The UNS was led by Salvador Abascal, a hard-liner, from 1940 to 1941 when he stood down in order to set up a synarchist commune in Baja California with the more moderate Manuel Torres Bueno becoming leader. The group was fond of large scale publicity stunts, such as the "takeovers" they launched in Guadalajara, Jalisco and Morelia in 1941. It has been stated that these temporary affairs amounted to little more than symbolic gestures but nonetheless helped to demonstrate the support the UNS enjoyed amongst the peasantry of the Western states.

Synarchist involvement in regional protest groups and political parties was both a reality and a regularly used accusation aimed at discrediting the opposition. The Civic Union of León, one such local party active in the mid-1940s, was dominated by a cadre of synarchists in leadership positions. For example, Austreberto Aragon Maldonado, whose Liga de Resistencia de Usarios del Agua de Oaxaca—a group that supported improvement in the water supply in Oaxaca—enjoyed widespread support in the region, he was regularly denounced by the state government as a synarchist. This occurred despite Maldonado's regular efforts to deny any involvement in the UNS and taking care not to involve himself with any extremist groups. Maldonado was targeted in this way due to the broad-based support his movement enjoyed and the possibility that it could become a focus for wider resistance.

Decline

The UNS was firmly pro-Axis powers during World War II, and its propaganda increased in this direction following the increase in anti-American feeling engendered in Mexico by the Sleepy Lagoon murder. Government schemes aimed at taming the UNS, notably giving the land in Baja California to Abascal's followers, did not prove a success and soon it was felt by the government that the group had to be controlled. President Manuel Ávila Camacho placed a ban on the UNS holding public meetings in June 1944 at a time when factionalism was dividing the movement. Some radical members went rogue, including one, De La Lama y Rojas, who on 14 April 1944 shot at Camacho and bemoaned the President's survival with the words "I was not able, sadly, to complete my mission". De La Lama y Rojas was shot and killed in police custody soon after the failed attack. The movement split in two in 1945 when Carlos Athie replaced Torres Bueno as the leader. The deposed leader started his own group, and both factions claimed the UNS name. Above all however the group was outmanoeuvred by the policies of the Camacho government, which maintained a policy of openly supporting Catholicism whilst also enacting legislation aimed at improving the lot of the working classes, effectively occupying political space that would normally be associated with critics from the right and left respectively.

Revival

In 1946 the Torres Bueno faction regrouped as the Popular Force Party (Partido Fuerza Popular). This party was banned in 1949 along with the Mexican Communist Party as part of a wider policy against "extremism". In 1951, however, when it was clear that the more moderate National Action Party (PAN) had become the main party of opposition to the PRI government, the Synarchist leader Juan Ignacio Padilla converted the movement to a non-party one promoting conservative Catholic social doctrine, promoted through co-operatives, credit unions and Catholic trade unions. Nonetheless, the PAN actively sought cooperation with the Sinarquistas as part of its attempts to form a mass movement, and the Synarchist movement was active on behalf of the party during the 1958 election campaigns. The group also established links with Opus Dei, which partially funded the Synarchists in the late 1960s by diverting funds to the Synarchist journal Hoja de Combate.

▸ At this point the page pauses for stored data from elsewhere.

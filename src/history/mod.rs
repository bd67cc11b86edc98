//! Undo/redo history.
//!
//! One entry per committed undoable transaction, each a list of
//! [`HistoryStep`](crate::operations::HistoryStep)s. Undo replays an entry's
//! `undo` operations newest-first; redo replays its `redo` operations in
//! order.

mod manager;

pub use manager::{HistoryEntry, HistoryManager};
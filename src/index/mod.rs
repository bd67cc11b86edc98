//! Sorted per-field indexes.
//!
//! Every indexed field of a collection keeps a [`SortedIndex`]. Mutations
//! patch the indexes in place; rollback repairs them with the inverse
//! remove/insert lists recorded by the transaction.

mod comparators;
mod sorted;

pub use comparators::{compare_nil, default_comparator, directed, Comparator};
pub use sorted::SortedIndex;

use crate::schema::CollectionSchema;
use crate::types::{Collection, Document};
use std::collections::BTreeMap;

/// All indexes of one collection, by field.
#[derive(Clone, Debug, Default)]
pub(crate) struct CollectionIndexes {
    indexes: BTreeMap<String, SortedIndex>,
}

impl CollectionIndexes {
    /// Build every index declared by the schema over the collection.
    pub fn build(schema: &CollectionSchema, collection: &Collection) -> Self {
        let indexes = schema
            .indexed_fields()
            .map(|(field, comparator)| {
                let index = SortedIndex::build(field, comparator.clone(), collection.docs().cloned());
                (field.to_string(), index)
            })
            .collect();
        Self { indexes }
    }

    pub fn get(&self, field: &str) -> Option<&SortedIndex> {
        self.indexes.get(field)
    }

    /// Remove then insert on every index.
    pub fn apply(&mut self, remove: &[Document], insert: &[Document]) {
        for index in self.indexes.values_mut() {
            index.remove_many(remove);
            index.insert_many(insert.iter().cloned());
        }
    }
}
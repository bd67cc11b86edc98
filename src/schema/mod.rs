//! Collection schemas.
//!
//! A [`CollectionConfig`] is compiled once, at definition time, into a
//! [`CollectionSchema`]: field lookups by name, resolved index comparators
//! and validated compute rules.

mod config;

pub use config::{
    CollectionConfig, CompareFn, ComputeFn, ComputeRule, EqualsFn, FieldConfig, FieldKind,
    ForeignComputeFn, ForeignComputeRule, IndexDirection, NormalizeFn, DEFAULT_STORAGE_DEBOUNCE,
};

use crate::error::{DbError, Result};
use crate::index::{default_comparator, directed, Comparator};
use crate::types::{Document, Fields, Patch, ID_FIELD};
use serde_json::Value;
use std::collections::HashMap;
use std::fmt;
use std::time::Duration;

/// Compiled configuration of one collection.
pub struct CollectionSchema {
    name: String,
    fields: Vec<(String, FieldConfig)>,
    positions: HashMap<String, usize>,
    comparators: Vec<(String, Comparator)>,
    computes: Vec<ComputeRule>,
    foreign_computes: Vec<ForeignComputeRule>,
    storage_key: Option<String>,
    storage_debounce: Duration,
}

impl CollectionSchema {
    /// Validate a configuration and resolve its lookup tables.
    pub fn compile(name: &str, config: CollectionConfig) -> Result<Self> {
        let mut fields = config.fields;
        if !fields.iter().any(|(n, _)| n == ID_FIELD) {
            fields.insert(0, (ID_FIELD.to_string(), FieldConfig::string()));
        }

        let positions: HashMap<String, usize> = fields
            .iter()
            .enumerate()
            .map(|(i, (n, _))| (n.clone(), i))
            .collect();

        for rule in &config.computes {
            for field in rule.deps.iter().chain(&rule.mutates) {
                if !positions.contains_key(field) {
                    return Err(DbError::InvalidConfig(format!(
                        "compute rule of {} names undeclared field {}",
                        name, field
                    )));
                }
            }
        }

        let mut comparators = Vec::new();
        for (field, field_config) in &fields {
            let Some(direction) = field_config.index else {
                continue;
            };
            let comparator = match &field_config.compare {
                Some(compare) => Some(directed(compare.clone(), direction)),
                None => default_comparator(field_config.kind, direction),
            };
            match comparator {
                Some(comparator) => comparators.push((field.clone(), comparator)),
                None => {
                    return Err(DbError::InvalidConfig(format!(
                        "comparator must be set to index {}/{}",
                        name, field
                    )))
                }
            }
        }

        Ok(Self {
            name: name.to_string(),
            fields,
            positions,
            comparators,
            computes: config.computes,
            foreign_computes: config.foreign_computes,
            storage_key: config.storage_key,
            storage_debounce: config.storage_debounce,
        })
    }

    pub fn name(&self) -> &str {
        &self.name
    }

    /// Declared fields in declaration order.
    pub fn fields(&self) -> impl Iterator<Item = (&str, &FieldConfig)> {
        self.fields.iter().map(|(n, c)| (n.as_str(), c))
    }

    pub fn field(&self, name: &str) -> Option<&FieldConfig> {
        self.positions.get(name).map(|&i| &self.fields[i].1)
    }

    pub fn is_declared(&self, name: &str) -> bool {
        self.positions.contains_key(name)
    }

    /// Indexed fields and their resolved comparators.
    pub fn indexed_fields(&self) -> impl Iterator<Item = (&str, &Comparator)> {
        self.comparators.iter().map(|(n, c)| (n.as_str(), c))
    }

    pub fn computes(&self) -> &[ComputeRule] {
        &self.computes
    }

    pub fn foreign_computes(&self) -> &[ForeignComputeRule] {
        &self.foreign_computes
    }

    pub fn storage_key(&self) -> Option<&str> {
        self.storage_key.as_deref()
    }

    pub fn storage_debounce(&self) -> Duration {
        self.storage_debounce
    }

    /// Keep only the declared fields of a document.
    pub fn project(&self, doc: &Document) -> Document {
        let fields: Fields = self
            .fields
            .iter()
            .filter_map(|(name, _)| doc.get(name).map(|v| (name.clone(), v.clone())))
            .collect();
        Document::new(fields)
    }

    /// Project `doc` and reject `null` in fields not declared nullable.
    pub fn admit(&self, doc: &Document) -> Result<Document> {
        let doc = self.project(doc);
        for (name, config) in &self.fields {
            if !config.nullable && doc.get(name).is_some_and(Value::is_null) {
                return Err(DbError::InvalidDocument(format!(
                    "{}.{} is not nullable",
                    self.name, name
                )));
            }
        }
        Ok(doc)
    }

    /// A patch turning any stored document into `doc`: every declared field
    /// is set, or removed when `doc` lacks it.
    pub fn overwrite_patch(&self, doc: &Document) -> Patch {
        self.fields
            .iter()
            .map(|(name, _)| (name.clone(), doc.get(name).cloned()))
            .collect()
    }
}

impl fmt::Debug for CollectionSchema {
    fn fmt(&self, f: &mut fmt::Formatter<'_>) -> fmt::Result {
        f.debug_struct("CollectionSchema")
            .field("name", &self.name)
            .field("fields", &self.fields)
            .field("computes", &self.computes.len())
            .field("foreign_computes", &self.foreign_computes.len())
            .field("storage_key", &self.storage_key)
            .finish()
    }
}
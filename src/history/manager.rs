//! History entries and the undo cursor.

use crate::operations::HistoryStep;

/// Steps recorded by one undoable transaction.
pub type HistoryEntry = Vec<HistoryStep>;

/// Linear history with a cursor.
///
/// Entries before the cursor can be undone, entries at and after it redone.
#[derive(Debug, Default)]
pub struct HistoryManager {
    entries: Vec<HistoryEntry>,
    index: usize,
}

impl HistoryManager {
    pub fn new() -> Self {
        Self::default()
    }

    /// Append an entry at the cursor, discarding everything after it.
    ///
    /// Empty entries are ignored.
    pub fn push(&mut self, entry: HistoryEntry) {
        if entry.is_empty() {
            return;
        }
        self.entries.truncate(self.index);
        self.entries.push(entry);
        self.index = self.entries.len();
    }

    /// The entry an undo would revert.
    pub fn undo_entry(&self) -> Option<&HistoryEntry> {
        self.index.checked_sub(1).and_then(|i| self.entries.get(i))
    }

    /// The entry a redo would reapply.
    pub fn redo_entry(&self) -> Option<&HistoryEntry> {
        self.entries.get(self.index)
    }

    pub fn can_undo(&self) -> bool {
        self.undo_entry().is_some()
    }

    pub fn can_redo(&self) -> bool {
        self.redo_entry().is_some()
    }

    pub(crate) fn step_back(&mut self) {
        self.index = self.index.saturating_sub(1);
    }

    pub(crate) fn step_forward(&mut self) {
        self.index = (self.index + 1).min(self.entries.len());
    }

    pub(crate) fn set_index(&mut self, index: usize) {
        self.index = index.min(self.entries.len());
    }

    pub fn len(&self) -> usize {
        self.entries.len()
    }

    pub fn is_empty(&self) -> bool {
        self.entries.is_empty()
    }

    pub fn index(&self) -> usize {
        self.index
    }

    pub fn clear(&mut self) {
        self.entries.clear();
        self.index = 0;
    }
}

Synarchism, which had become largely localised to Guanajuato, was revived as a political movement in the 1970s through the Mexican Democratic Party (PDM), whose candidate, Ignacio González Gollaz, polled 1.8 percent of the vote at the 1982 presidential election; in the same year the PDM won 10 seats in the Chamber of Deputies. In midterm elections in 1985, but in the 1988 elections it lost all 12 seats it had held in the Chamber, never to return. The party soon split, with both factions taking up the UNS name once more; in 1994, the rump party polled a dismal 0.4% of the vote; the PDM was formally dissolved by the Federal Electoral Institute in 1997. The split was never ended, and to date, there are two organisations, both calling themselves the Unión Nacional Sinarquista. One has an apparently right-wing orientation, the other is apparently left-wing, but they both have the same philosophical roots. A group of former PDM/UNS organizers sought to organize a new party by the PDM starting in 2013 but have yet to be admitted to the electoral register.

Ideology
The ideology of the UNS derived from the clerical fascism that was a major strand of Catholic social thinking of the 1920s and 1930s, based on the papal encyclical Rerum novarum of Pope Leo XIII, which also influenced the regimes of Engelbert Dollfuss in Austria, António de Oliveira Salazar in Portugal and Francisco Franco in Spain. Taking its impetus from the same strand of ultra-conservative Catholicism that had informed the Cristeros, the group sought to mobilise the peasantry against "atheistic and communist tendencies". It stressed social co-operation and corporatism as opposed to the class conflict of socialism, and hierarchy and respect for authority as opposed to liberalism. In the context of Mexican politics, this meant opposition to the centralist, anti-clerical and social democratic policies of the PRI government. As a result, UNS members were denounced as fascists and persecuted by the Cárdenas government and the group's ability to impact Mexican politics was hindered.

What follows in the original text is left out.